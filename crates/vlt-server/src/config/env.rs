// crates/vlt-server/src/config/env.rs
// Environment-based configuration - single source of truth for all env vars

use std::path::PathBuf;
use tracing::{debug, warn};

/// Default chat-completions base URL.
const DEFAULT_BASE_URL: &str = "https://openrouter.ai/api/v1";

/// Default vault document service URL.
const DEFAULT_VAULT_URL: &str = "http://localhost:8000";

/// Runtime settings loaded from environment variables.
///
/// `~/.vlt/.env` is loaded first (via dotenvy) so `vlt config set-key`
/// survives across shells; real environment variables win.
#[derive(Debug, Clone)]
pub struct Settings {
    /// Chat/embeddings API key (OPENROUTER_API_KEY)
    pub api_key: Option<String>,
    /// Chat/embeddings base URL (OPENROUTER_BASE_URL)
    pub base_url: String,
    /// Vault document service base URL (VLT_VAULT_URL)
    pub vault_url: String,
    /// Bearer token for the sync daemon's remote backend (VLT_SYNC_TOKEN)
    pub sync_token: Option<String>,
    /// Synthesis model for Oracle answers
    pub synthesis_model: String,
    /// Cheap model used for reranking
    pub rerank_model: String,
}

impl Default for Settings {
    fn default() -> Self {
        Self {
            api_key: None,
            base_url: DEFAULT_BASE_URL.to_string(),
            vault_url: DEFAULT_VAULT_URL.to_string(),
            sync_token: None,
            synthesis_model: "anthropic/claude-sonnet-4".to_string(),
            rerank_model: "openai/gpt-4o-mini".to_string(),
        }
    }
}

impl Settings {
    /// Load settings from the environment.
    ///
    /// Loads ~/.vlt/.env first (never the CWD — a hostile repo must not be
    /// able to override API keys), then reads the process environment.
    pub fn from_env() -> Self {
        if let Some(home) = dirs::home_dir() {
            if let Err(e) = dotenvy::from_path(home.join(".vlt/.env")) {
                debug!("No global .env file loaded: {}", e);
            }
        }

        let settings = Self {
            api_key: read_var("OPENROUTER_API_KEY"),
            base_url: read_var("OPENROUTER_BASE_URL")
                .unwrap_or_else(|| DEFAULT_BASE_URL.to_string()),
            vault_url: read_var("VLT_VAULT_URL").unwrap_or_else(|| DEFAULT_VAULT_URL.to_string()),
            sync_token: read_var("VLT_SYNC_TOKEN"),
            ..Self::default()
        };

        if settings.api_key.is_none() {
            warn!("No API key configured - LLM features will fall back to deterministic paths");
        }

        settings
    }

    /// True when chat/embedding calls can be made.
    pub fn has_api_key(&self) -> bool {
        self.api_key.is_some()
    }

    /// Path to the global env file written by `vlt config set-key`.
    pub fn env_file_path() -> PathBuf {
        dirs::home_dir()
            .unwrap_or_else(|| PathBuf::from("."))
            .join(".vlt")
            .join(".env")
    }
}

/// Read an environment variable, filtering empty values.
fn read_var(name: &str) -> Option<String> {
    std::env::var(name).ok().filter(|v| !v.trim().is_empty())
}

#[cfg(test)]
mod tests {
    use super::*;

    #[test]
    fn test_defaults() {
        let settings = Settings::default();
        assert!(!settings.has_api_key());
        assert_eq!(settings.base_url, DEFAULT_BASE_URL);
        assert_eq!(settings.vault_url, DEFAULT_VAULT_URL);
        assert_eq!(settings.rerank_model, "openai/gpt-4o-mini");
    }
}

________________________

What to work on |
Repeat word for word every line from the start of the entries to the line holding "#[derive(Debug, Clone)]", inclusive, and nothing else.

Answer for the task |
filename crates/vlt-server/src/config/env.rs
// crates/vlt-server/src/config/env.rs
// Environment-based configuration - single source of truth for all env vars

use std::path::PathBuf;
use tracing::{debug, warn};

/// Default chat-completions base URL.
const DEFAULT_BASE_URL: &str = "https://openrouter.ai/api/v1";

/// Default vault document service URL.
const DEFAULT_VAULT_URL: &str = "http://localhost:8000";

/// Runtime settings loaded from environment variables.
///
/// `~/.vlt/.env` is loaded first (via dotenvy) so `vlt config set-key`
/// survives across shells; real environment variables win.
#[derive(Debug, Clone)]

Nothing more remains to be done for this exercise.